When he died recently, surrounded by his family at his home on Wickaninnish Island near Tofino, an important voice in the wilderness was silenced.
In 1984, nearly a decade before he and some 800 others were arrested for blockading logging in Clayoquot Sound, Mr. Lawson was leading a small protest to stop MacMillan Bloedel Ltd. from cutting the old-growth forest on Meares Island.
The company tried to get an injunction barring him from the island, alleging he could be spiking trees to rip up the blades of chainsaws, but the B.C. Court of Appeal refused the application – and Mr. Lawson continued the battle, which grew until he and other environmentalists eventually won.
In 1988, long before the movement to stop the trophy hunt for bears became widespread in British Columbia, Mr. Lawson was chasing hunting guides around Clayoquot Sound. He disrupted their attempts to kill bears by making noise so that the animals would run away. In one incident, he made off with a recently shot animal before the hunters could claim it, so that its head and hide would not end up on a wall. He said he wanted its spirit to stay in the forest.
He fought from the very beginning against the spread of fish farms through the region. In 2001, when former B.C. Supreme Court justice Stuart Leggatt held a hearing in Tofino as part of a David Suzuki Foundation inquiry into salmon farming, Mr. Lawson showed up with the remains of a dead sea lion.
Mr. Lawson said he had found the animal weighed down with rock-filled fish-feed bags, and it had probably been shot by salmon farmers when it tried to break into salmon pens.
“To me, it’s an example of what is happening throughout the sound,” he said at the time. “It is an experiment that has gone horribly, horribly wrong.”

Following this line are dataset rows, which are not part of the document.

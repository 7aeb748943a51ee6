//! Live reload for axum development servers.
//!
//! Watches template and static directories and pushes a `reload` signal to
//! connected browsers over a server-sent event stream at `/_livereload`.
//! HTML responses get a small script appended that listens on that stream.
//!
//! # Quick Start
//!
//! ```ignore
//! use axum::Router;
//! use axum::response::Html;
//! use axum::routing::get;
//! use livereload::{LiveReload, LiveReloadSettings};
//!
//! #[tokio::main]
//! async fn main() {
//!     let router = Router::new().route("/", get(|| async { Html("<h1>Hello</h1>") }));
//!
//!     let settings = LiveReloadSettings {
//!         enabled: cfg!(debug_assertions),
//!         ..LiveReloadSettings::default()
//!     };
//!     let (router, live_reload) = LiveReload::init_app(router, settings);
//!
//!     let listener = tokio::net::TcpListener::bind("127.0.0.1:5000").await.unwrap();
//!     axum::serve(listener, router).await.unwrap();
//!
//!     if let Some(live_reload) = live_reload {
//!         live_reload.shutdown();
//!     }
//! }
//! ```
//!
//! # Architecture
//!
//! ```text
//! filesystem ──► FileWatcher ──► PatternMatcher ──► Debouncer
//!                (notify thread)                        │
//!                                                       ▼
//! browser ◄── SSE stream ◄── Subscription ◄──── Broadcaster::notify()
//!             (one task per client)
//! ```

mod app;
mod broadcaster;
mod debouncer;
mod event;
mod inject;
mod patterns;
mod stream;
mod watcher;

use std::path::{Path, PathBuf};
use std::sync::Arc;
use std::time::Duration;

use axum::Router;

pub use broadcaster::{Broadcaster, NotifyOutcome, ReloadMessage, SubscriberId, Subscription};
pub use debouncer::{DebouncedBatch, Debouncer};
pub use event::{ChangeEvent, ChangeKind};
pub use inject::{LIVE_RELOAD_SCRIPT, inject_script};
pub use patterns::{PatternError, PatternMatcher};
pub use stream::STREAM_PATH;
pub use watcher::{FileWatcher, WatchError};

/// What to watch.
#[derive(Clone, Debug, PartialEq, Eq)]
pub struct WatchConfig {
    /// Glob patterns a changed path must match. Empty means every path that
    /// is not ignored.
    pub watch_patterns: Vec<String>,
    /// Glob patterns that never trigger a reload. Take precedence over
    /// `watch_patterns`.
    pub ignore_patterns: Vec<String>,
    /// Directories watched recursively. Patterns are evaluated relative to
    /// the root a path belongs to.
    pub roots: Vec<PathBuf>,
}

impl Default for WatchConfig {
    fn default() -> Self {
        let defaults = livereload_config::LiveReloadConfig::default();
        Self {
            watch_patterns: defaults.watch_patterns,
            ignore_patterns: defaults.ignore_patterns,
            roots: vec![PathBuf::from("templates"), PathBuf::from("static")],
        }
    }
}

impl WatchConfig {
    /// Find the first root under which `path` would trigger a reload.
    ///
    /// `path` must be expressed the same way as the roots (both absolute or
    /// both relative to the same directory).
    pub fn relevant_root(
        &self,
        matcher: &PatternMatcher,
        path: &Path,
        is_dir: bool,
    ) -> Option<&Path> {
        self.roots
            .iter()
            .find(|root| {
                path.strip_prefix(root)
                    .is_ok_and(|relative| matcher.matches(relative, is_dir))
            })
            .map(PathBuf::as_path)
    }
}

/// Live reload settings.
#[derive(Clone, Debug)]
pub struct LiveReloadSettings {
    /// Only a host running in debug mode should enable live reload.
    pub enabled: bool,
    /// Paths and patterns to watch.
    pub watch: WatchConfig,
    /// Window used to coalesce bursts of filesystem events.
    pub debounce: Duration,
    /// Idle interval after which a keep-alive frame is sent.
    pub keep_alive: Duration,
    /// Per-client buffer of pending reload messages.
    pub channel_capacity: usize,
}

impl Default for LiveReloadSettings {
    fn default() -> Self {
        let defaults = livereload_config::LiveReloadConfig::default();
        Self {
            enabled: false,
            watch: WatchConfig::default(),
            debounce: Duration::from_millis(defaults.debounce_ms),
            keep_alive: Duration::from_secs(defaults.keep_alive_secs),
            channel_capacity: defaults.channel_capacity,
        }
    }
}

impl LiveReloadSettings {
    /// Build settings from a loaded configuration.
    #[must_use]
    pub fn from_config(config: &livereload_config::Config) -> Self {
        let live_reload = &config.live_reload;
        Self {
            enabled: config.app_resolved.debug,
            watch: WatchConfig {
                watch_patterns: live_reload.watch_patterns.clone(),
                ignore_patterns: live_reload.ignore_patterns.clone(),
                roots: config.watch_roots.clone(),
            },
            debounce: Duration::from_millis(live_reload.debounce_ms),
            keep_alive: Duration::from_secs(live_reload.keep_alive_secs),
            channel_capacity: live_reload.channel_capacity,
        }
    }
}

/// Live reload extension for an axum application.
pub struct LiveReload {
    settings: LiveReloadSettings,
    broadcaster: Arc<Broadcaster>,
    watcher: FileWatcher,
}

impl LiveReload {
    /// Create the extension. Nothing is watched until [`start`](Self::start).
    #[must_use]
    pub fn new(settings: LiveReloadSettings) -> Self {
        let broadcaster = Arc::new(Broadcaster::new(settings.channel_capacity));
        let watcher = FileWatcher::new(
            settings.watch.clone(),
            settings.debounce,
            Arc::clone(&broadcaster),
        );

        Self {
            settings,
            broadcaster,
            watcher,
        }
    }

    /// Wire live reload into `router` when enabled.
    ///
    /// Outside debug mode the router is returned untouched and nothing is
    /// started. Otherwise the watcher is started, the stream route and the
    /// script injection layer are installed, and the extension is returned so
    /// the host can shut it down. Call this after all routes are registered.
    ///
    /// # Panics
    ///
    /// When enabled, panics if `router` already has a route at
    /// [`STREAM_PATH`].
    pub fn init_app<S>(router: Router<S>, settings: LiveReloadSettings) -> (Router<S>, Option<Self>)
    where
        S: Clone + Send + Sync + 'static,
    {
        if !settings.enabled {
            tracing::debug!("Live reload disabled");
            return (router, None);
        }

        let live_reload = Self::new(settings);
        live_reload.start();
        let router = live_reload.install(router);
        (router, Some(live_reload))
    }

    /// Start the file watcher.
    ///
    /// Returns `false` when nothing could be watched. The failure is logged
    /// and the server keeps running without reload notifications.
    pub fn start(&self) -> bool {
        match self.watcher.start() {
            Ok(roots) => {
                tracing::info!(
                    roots,
                    watch_patterns = self.settings.watch.watch_patterns.len(),
                    ignore_patterns = self.settings.watch.ignore_patterns.len(),
                    debounce = ?self.settings.debounce,
                    "Live reload started"
                );
                true
            }
            Err(e) => {
                tracing::warn!(error = %e, "Live reload watcher unavailable, reloads disabled");
                false
            }
        }
    }

    /// Add the stream route and the script injection layer to `router`.
    ///
    /// # Panics
    ///
    /// Panics if `router` already has a route at [`STREAM_PATH`].
    pub fn install<S>(&self, router: Router<S>) -> Router<S>
    where
        S: Clone + Send + Sync + 'static,
    {
        app::install(
            router,
            Arc::clone(&self.broadcaster),
            self.settings.keep_alive,
        )
    }

    /// Stop watching and end every open stream.
    pub fn shutdown(&self) {
        self.watcher.stop();
        self.broadcaster.close();
        tracing::info!("Live reload stopped");
    }

    /// Shared broadcaster, e.g. to trigger a reload manually.
    pub fn broadcaster(&self) -> &Arc<Broadcaster> {
        &self.broadcaster
    }

    /// Number of connected clients.
    pub fn subscriber_count(&self) -> usize {
        self.broadcaster.subscriber_count()
    }

    /// Active settings.
    pub fn settings(&self) -> &LiveReloadSettings {
        &self.settings
    }

    /// Compiled pattern matcher.
    pub fn matcher(&self) -> &PatternMatcher {
        self.watcher.matcher()
    }
}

At the time, many dismissed Mr. Lawson’s concerns as unfounded, but in 2013, a fish-farming company admitted causing the drowning deaths of 65 sea lions, and earlier this year, another farm admitted shooting 15 sea lions over two days.

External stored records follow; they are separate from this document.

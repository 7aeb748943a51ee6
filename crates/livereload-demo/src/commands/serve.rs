//! `livereload-demo serve` command implementation.

use std::net::SocketAddr;
use std::path::PathBuf;
use std::str::FromStr;

use clap::Args;
use livereload::{LiveReload, LiveReloadSettings};
use livereload_config::{CliSettings, Config};
use tower_http::trace::TraceLayer;

use crate::error::CliError;
use crate::output::Output;
use crate::site;

/// Arguments for the serve command.
#[derive(Args)]
pub(crate) struct ServeArgs {
    /// Path to configuration file (default: auto-discover livereload.toml).
    #[arg(short, long)]
    config: Option<PathBuf>,

    /// Host to bind to (overrides config).
    #[arg(long)]
    host: Option<String>,

    /// Port to bind to (overrides config).
    #[arg(short, long)]
    port: Option<u16>,

    /// Directory to watch; repeat for several (overrides config).
    #[arg(long = "root", value_name = "DIR")]
    roots: Vec<PathBuf>,

    /// Run in debug mode, which enables live reload.
    #[arg(long)]
    debug: Option<bool>,

    /// Disable debug mode.
    #[arg(long, conflicts_with = "debug")]
    no_debug: bool,

    /// Enable verbose output.
    #[arg(short, long)]
    pub verbose: bool,
}

impl ServeArgs {
    /// Execute the serve command.
    ///
    /// # Errors
    ///
    /// Returns an error if configuration fails or the server fails to start.
    pub(crate) async fn execute(self) -> Result<(), CliError> {
        let output = Output::new();

        let cli_settings = CliSettings {
            host: self.host.clone(),
            port: self.port,
            debug: self.resolve_debug(),
            roots: (!self.roots.is_empty()).then(|| self.roots.clone()),
        };
        let config = Config::load(self.config.as_deref(), Some(&cli_settings))?;
        let settings = LiveReloadSettings::from_config(&config);

        print_summary(&output, &config, &settings);

        let router = site::router(&config.app_resolved);
        let (router, live_reload) = LiveReload::init_app(router, settings);
        let router = router.layer(TraceLayer::new_for_http());

        let addr = SocketAddr::from_str(&format!("{}:{}", config.server.host, config.server.port))
            .map_err(|e| CliError::Server(format!("Invalid address: {e}")))?;
        let listener = tokio::net::TcpListener::bind(addr).await?;
        output.highlight(&format!("Listening on http://{addr}"));
        tracing::info!(address = %addr, "Starting server");

        axum::serve(listener, router)
            .with_graceful_shutdown(async move {
                shutdown_signal().await;
                // Open streams never finish on their own
                if let Some(live_reload) = live_reload {
                    live_reload.shutdown();
                }
            })
            .await
            .map_err(|e| CliError::Server(e.to_string()))?;

        Ok(())
    }

    /// Resolve `debug` from --debug/--no-debug flags.
    fn resolve_debug(&self) -> Option<bool> {
        self.no_debug.then_some(false).or(self.debug)
    }
}

fn print_summary(output: &Output, config: &Config, settings: &LiveReloadSettings) {
    output.info(&format!(
        "Starting server on {}:{}",
        config.server.host, config.server.port
    ));
    output.info(&format!(
        "Templates: {}",
        config.app_resolved.template_dir.display()
    ));
    output.info(&format!(
        "Static files: {}",
        config.app_resolved.static_dir.display()
    ));

    if !settings.enabled {
        output.warning("Live reload: disabled (not in debug mode)");
        return;
    }

    output.success("Live reload: enabled");
    for root in &settings.watch.roots {
        if root.is_dir() {
            output.muted(&format!("  watching {}", root.display()));
        } else {
            output.warning(&format!("  missing  {}", root.display()));
        }
    }
    output.muted(&format!(
        "  {} watch pattern(s), {} ignore pattern(s), {} ms debounce",
        settings.watch.watch_patterns.len(),
        settings.watch.ignore_patterns.len(),
        settings.debounce.as_millis()
    ));
}

/// Wait for shutdown signal (Ctrl-C).
async fn shutdown_signal() {
    if let Err(e) = tokio::signal::ctrl_c().await {
        tracing::error!(error = %e, "Failed to install Ctrl+C handler");
        std::future::pending::<()>().await;
    }
    tracing::info!("Shutdown signal received, stopping server...");
}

Mr. Lawson had an affinity for the water, crossing the turbulent tides and currents of Clayoquot Sound with such certain skill that some of the world’s top nature photographers sought him out as a guide.

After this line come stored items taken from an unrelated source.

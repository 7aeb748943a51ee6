//! CLI error types.

use livereload_config::ConfigError;

/// CLI error type.
#[derive(Debug, thiserror::Error)]
pub(crate) enum CliError {
    #[error("{0}")]
    Config(#[from] ConfigError),

    #[error("{0}")]
    Io(#[from] std::io::Error),

    #[error("{0}")]
    Server(String),
}
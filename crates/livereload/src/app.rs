//! Router wiring.
//!
//! Adds the event stream route and the script injection layer to a host
//! router.

use std::future;
use std::sync::Arc;
use std::time::Duration;

use axum::Router;
use axum::middleware;
use axum::routing::get;

use crate::broadcaster::Broadcaster;
use crate::inject;
use crate::stream::{self, STREAM_PATH};

/// Install live reload into `router`.
///
/// The injection layer wraps every route already present, so this must run
/// after the host registered its routes.
///
/// # Panics
///
/// Panics if `router` already has a route at [`STREAM_PATH`].
pub(crate) fn install<S>(
    router: Router<S>,
    broadcaster: Arc<Broadcaster>,
    keep_alive: Duration,
) -> Router<S>
where
    S: Clone + Send + Sync + 'static,
{
    router
        .route(
            STREAM_PATH,
            get(move || future::ready(stream::sse_response(&broadcaster, keep_alive))),
        )
        .layer(middleware::from_fn(inject::inject_script))
}

#[cfg(test)]
mod tests {
    use super::*;
    use axum::body::Body;
    use axum::extract::Request;
    use axum::http::StatusCode;
    use axum::response::Html;
    use futures::StreamExt;
    use tower::ServiceExt;

    fn router(broadcaster: &Arc<Broadcaster>, keep_alive: Duration) -> Router {
        let router = Router::new().route("/", get(|| async { Html("<h1>Home</h1>") }));
        install(router, Arc::clone(broadcaster), keep_alive)
    }

    fn get_request(uri: &str) -> Request {
        Request::builder().uri(uri).body(Body::empty()).unwrap()
    }

    #[tokio::test]
    async fn test_stream_route_delivers_reload_frame() {
        let broadcaster = Arc::new(Broadcaster::new(4));
        let response = router(&broadcaster, Duration::from_secs(10))
            .oneshot(get_request(STREAM_PATH))
            .await
            .unwrap();

        assert_eq!(response.status(), StatusCode::OK);
        assert_eq!(response.headers()["content-type"], "text/event-stream");
        assert_eq!(broadcaster.subscriber_count(), 1);

        broadcaster.notify();

        let mut body = response.into_body().into_data_stream();
        let frame = tokio::time::timeout(Duration::from_secs(1), body.next())
            .await
            .unwrap()
            .unwrap()
            .unwrap();
        assert_eq!(&frame[..], b"data: reload\n\n");

        drop(body);
        assert_eq!(broadcaster.subscriber_count(), 0);
    }

    #[tokio::test]
    async fn test_stream_route_sends_keep_alive() {
        let broadcaster = Arc::new(Broadcaster::new(4));
        let response = router(&broadcaster, Duration::from_millis(20))
            .oneshot(get_request(STREAM_PATH))
            .await
            .unwrap();

        let mut body = response.into_body().into_data_stream();
        let frame = tokio::time::timeout(Duration::from_secs(1), body.next())
            .await
            .unwrap()
            .unwrap()
            .unwrap();
        assert_eq!(&frame[..], b": keep-alive\n\n");
    }

    #[tokio::test]
    async fn test_html_routes_get_script() {
        let broadcaster = Arc::new(Broadcaster::new(4));
        let response = router(&broadcaster, Duration::from_secs(10))
            .oneshot(get_request("/"))
            .await
            .unwrap();

        let body = axum::body::to_bytes(response.into_body(), usize::MAX)
            .await
            .unwrap();
        let body = String::from_utf8(body.to_vec()).unwrap();
        assert!(body.starts_with("<h1>Home</h1>"));
        assert!(body.contains(STREAM_PATH));
    }

    #[test]
    #[should_panic(expected = "Overlapping method route")]
    fn test_install_over_existing_stream_route_panics() {
        let broadcaster = Arc::new(Broadcaster::new(4));
        let router: Router = Router::new().route(STREAM_PATH, get(|| async { "taken" }));
        let _ = install(router, broadcaster, Duration::from_secs(10));
    }

    #[tokio::test]
    async fn test_install_keeps_router_state() {
        #[derive(Clone)]
        struct Title(&'static str);

        let broadcaster = Arc::new(Broadcaster::new(4));
        let router = Router::new().route(
            "/",
            get(|axum::extract::State(title): axum::extract::State<Title>| async move {
                Html(title.0)
            }),
        );
        let app = install(router, broadcaster, Duration::from_secs(10)).with_state(Title("Docs"));

        let response = app.oneshot(get_request("/")).await.unwrap();
        assert_eq!(response.status(), StatusCode::OK);
    }
}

He seemed to have a spiritual connection to both the sea and the land. Once he looked up while cutting firewood on the beach and saw a cougar crouched a few metres away at the end of the log he was working on. They locked eyes, and then the cougar thought better of its planned attack and vanished into the forest.
On another occasion, Mr. Lawson said he looked down a narrow cleft in the rocks on Wickaninnish Island and saw an orca turn in the quiet waters below to look up at him.
He saw those moments of communion with nature as sacred events, and his life had many of them. They inspired him to fight for the protection of Clayoquot Sound until cancer brought his battles to an end.
“As an Ojibwa native man, his heart was rooted in the natural world … to the wildlife around us and to the spiritual teachings he inherently knew,” his family said in a tribute. “A wisdom teacher and a patient, peaceful and dedicated man of few words, he was a leader in the most humble sense who strove for integrity and understanding and was an example to all who knew him. He went to prison for blockading the old-growth logging of the forests of Clayoquot Sound, standing beside many chiefs and members of First Nations communities in the defence and preservation of their lands and waters and all future generations.”
He and his wife, artist Susanne Hare, lived in a house they built largely from salvaged driftwood that seems so natural you might think it had grown out of the forest floor. They raised five children there, surrounded by wildness. Two of them, MitlaNova, who is known as Misty, and Oren Lawson, guide nature tours in Clayoquot Sound, showing visitors from around the world the marvels their father showed them. Another, Matahil Lawson, is a captain with the Coast Guard in Tofino and is a skilled boat designer who inherited his dad’s instinct for the sea. The others, Keila and Quoasinis, or Cosy, share his deep love for nature.
Steve Lawson is gone. But the great trees, and the bears he fought to protect – for his children and yours – are still there. That’s some monument.